Print Recipe
Breakfast Bundt Bread (Aka Monkey Bread Aka Pull-Apart Bread)
 
recipe image
Prep Time: 25 Minutes
Cook Time: 45 Minutes
Ready In: 70 Minutes
Servings: 8
This is like a sticky pecan bun and cinnamon bun all rolled into one! You're going to need a glass of milk to eat this - it's VERY rich.

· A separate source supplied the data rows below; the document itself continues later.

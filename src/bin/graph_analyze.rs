use colored::Colorize;
use scc_dagpath::batch::run_batch;
use scc_dagpath::config::BatchConfig;
use scc_dagpath::report::write_summary_file;
use std::env;
use std::process::ExitCode;

fn main() -> ExitCode {
    // Initialize logging
    env_logger::init();

    let config = match BatchConfig::from_env_and_args(env::args().skip(1)) {
        Ok(config) => config,
        Err(err) => {
            eprintln!("{} {}", "error:".red().bold(), err);
            eprintln!("usage: graph-analyze [--data DIR] [--out FILE] [--source N] [--sequential]");
            return ExitCode::FAILURE;
        }
    };

    println!("{}", "=== Running analysis for all datasets ===".bold());
    println!("   Data directory: {}", config.data_dir.display());
    println!("   Source vertex: {}", config.source);
    println!();

    let outcome = match run_batch(&config) {
        Ok(outcome) => outcome,
        Err(err) => {
            eprintln!("{} {}", "error:".red().bold(), err);
            return ExitCode::FAILURE;
        }
    };

    for row in &outcome.rows {
        println!("============================================");
        println!("Processing file: {}", row.label.cyan());
        println!("Nodes: {}, Edges: {}", row.nodes, row.edges);
        println!(
            "{} {} (SCC={}, total time≈{:.3} ms)",
            "→ Done:".green(),
            row.label,
            row.components,
            row.total_ms()
        );
        println!();
    }

    for failure in &outcome.failures {
        eprintln!("{} {}: {}", "Error loading graph:".red(), failure.dataset, failure.error);
    }

    if let Err(err) = write_summary_file(&config.output, &outcome.rows) {
        eprintln!("{} writing {}: {}", "error:".red().bold(), config.output.display(), err);
        return ExitCode::FAILURE;
    }
    println!("{} {}", "✅ Results saved to:".green().bold(), config.output.display());

    if outcome.failures.is_empty() {
        ExitCode::SUCCESS
    } else {
        ExitCode::FAILURE
    }
}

For the icing, we like to lump it on top and let it melt down the sides; that way, it picks up some of the other gooey stuff and you can dip your bread into it!
Ingredients:
1 tablespoon butter, softened (or more, depending on the size of your bundt pan, do not substitute)

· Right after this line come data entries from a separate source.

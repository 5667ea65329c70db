use std::collections::VecDeque;

use crate::algorithm::Instrumented;
use crate::graph::{Graph, Weight};
use crate::metrics::Metrics;
use crate::{Error, Result};

/// Vertex order produced by [`KahnTopoSort`]
///
/// When the graph has a cycle the order stops short: vertices on a cycle, and
/// everything reachable only through one, never reach in-degree zero.
#[derive(Debug, Clone, PartialEq, Eq)]
pub struct TopoOrder {
    order: Vec<usize>,
    total: usize,
}

impl TopoOrder {
    /// The (possibly partial) order
    pub fn as_slice(&self) -> &[usize] {
        &self.order
    }

    pub fn len(&self) -> usize {
        self.order.len()
    }

    pub fn is_empty(&self) -> bool {
        self.order.is_empty()
    }

    /// True if every vertex of the graph was ordered
    pub fn is_complete(&self) -> bool {
        self.order.len() == self.total
    }

    /// Number of vertices left out because of cycles
    pub fn unordered(&self) -> usize {
        self.total - self.order.len()
    }

    /// Position of every vertex in the order, `None` for unordered vertices
    pub fn positions(&self) -> Vec<Option<usize>> {
        let mut positions = vec![None; self.total];
        for (i, &v) in self.order.iter().enumerate() {
            positions[v] = Some(i);
        }
        positions
    }

    /// The full order, or [`Error::CycleDetected`] if it is partial
    pub fn as_complete(&self) -> Result<&[usize]> {
        if self.is_complete() {
            Ok(&self.order)
        } else {
            Err(self.cycle_error())
        }
    }

    /// Consumes the order, failing with [`Error::CycleDetected`] if it is partial
    pub fn into_complete(self) -> Result<Vec<usize>> {
        if self.is_complete() {
            Ok(self.order)
        } else {
            Err(self.cycle_error())
        }
    }

    /// The (possibly partial) order as a vector
    pub fn into_vec(self) -> Vec<usize> {
        self.order
    }

    fn cycle_error(&self) -> Error {
        Error::CycleDetected {
            ordered: self.order.len(),
            total: self.total,
        }
    }
}

/// Kahn's topological sort with a FIFO queue
///
/// Vertices with in-degree zero are seeded in ascending id order, so the
/// result is deterministic for a given graph.
#[derive(Debug, Default)]
pub struct KahnTopoSort {
    metrics: Metrics,
}

impl KahnTopoSort {
    pub fn new() -> Self {
        Self::default()
    }

    /// Orders the vertices of `graph` so every edge points forward
    ///
    /// A cyclic graph is not an error here; check
    /// [`TopoOrder::is_complete`] or use [`TopoOrder::into_complete`].
    pub fn run<W, G>(&mut self, graph: &G) -> Result<TopoOrder>
    where
        W: Weight,
        G: Graph<W>,
    {
        self.metrics.reset();
        self.metrics.start();
        let outcome = self.sort(graph);
        self.metrics.stop();

        let order = outcome?;
        if !order.is_complete() {
            log::debug!(
                "kahn: {} of {} vertices left unordered by a cycle",
                order.unordered(),
                order.total
            );
        }
        Ok(order)
    }

    fn sort<W, G>(&mut self, graph: &G) -> Result<TopoOrder>
    where
        W: Weight,
        G: Graph<W>,
    {
        let n = graph.vertex_count();

        // In-degrees from one pass over the edge list; an undirected edge
        // feeds both endpoints, matching its two adjacency entries
        let mut in_degree = vec![0usize; n];
        for edge in graph.edges() {
            if !graph.has_vertex(edge.from) || !graph.has_vertex(edge.to) {
                return Err(Error::InvalidEdge(edge.from, edge.to));
            }
            in_degree[edge.to] += 1;
            if !graph.is_directed() {
                in_degree[edge.from] += 1;
            }
        }

        let mut queue = VecDeque::new();
        for (v, &degree) in in_degree.iter().enumerate() {
            if degree == 0 {
                queue.push_back(v);
                self.metrics.pushes += 1;
            }
        }

        let mut order = Vec::with_capacity(n);
        while let Some(u) = queue.pop_front() {
            self.metrics.pops += 1;
            order.push(u);

            for edge in graph.outgoing_edges(u) {
                self.metrics.edges_processed += 1;
                if !graph.has_vertex(edge.to) {
                    return Err(Error::InvalidVertex(edge.to));
                }
                let degree = &mut in_degree[edge.to];
                *degree -= 1;
                if *degree == 0 {
                    queue.push_back(edge.to);
                    self.metrics.pushes += 1;
                }
            }
        }

        Ok(TopoOrder { order, total: n })
    }
}

impl Instrumented for KahnTopoSort {
    fn name(&self) -> &'static str {
        "Kahn topological sort"
    }

    fn metrics(&self) -> &Metrics {
        &self.metrics
    }
}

4 (10 count) cans refrigerated biscuits, each biscuit halved
1/4 lb butter, melted
1 cup sugar
1 tablespoon cinnamon
1/2 cup finely chopped pecans
1/2 cup coarsely chopped pecans
1 cup vanilla frosting
Directions:
1. Heat oven to 375°F (350°F if using a glass bundt pan).
2. Grease bundt pan with softened tablespoon of butter (you may need more depending on the size of your bundt pan, DO NOT SUBSTITUTE - the butter mixes with the sugar mixture on the outside of the bread, making it gooey).
3. Roll biscuit half into a ball and let stand at room temperature.
4. In a medium bowl, combine sugar, cinnamon, and both 1/2 cups of pecans.
5. Roll each biscuit ball in butter and then in sugar mixture (I usually do a handful of biscuit balls at a time).
6. Layer balls in bundt pan; if you have extra butter and sugar mixture, mix together and pour over bread.
7. Bake for 40-45 minutes or until golden brown.
8. Remove from oven and up-end onto serving plate.
9. Place icing by spoonfuls on top of hot bread; allow to melt and cover the sides and center of bread; icing will pool in dish, use for dipping.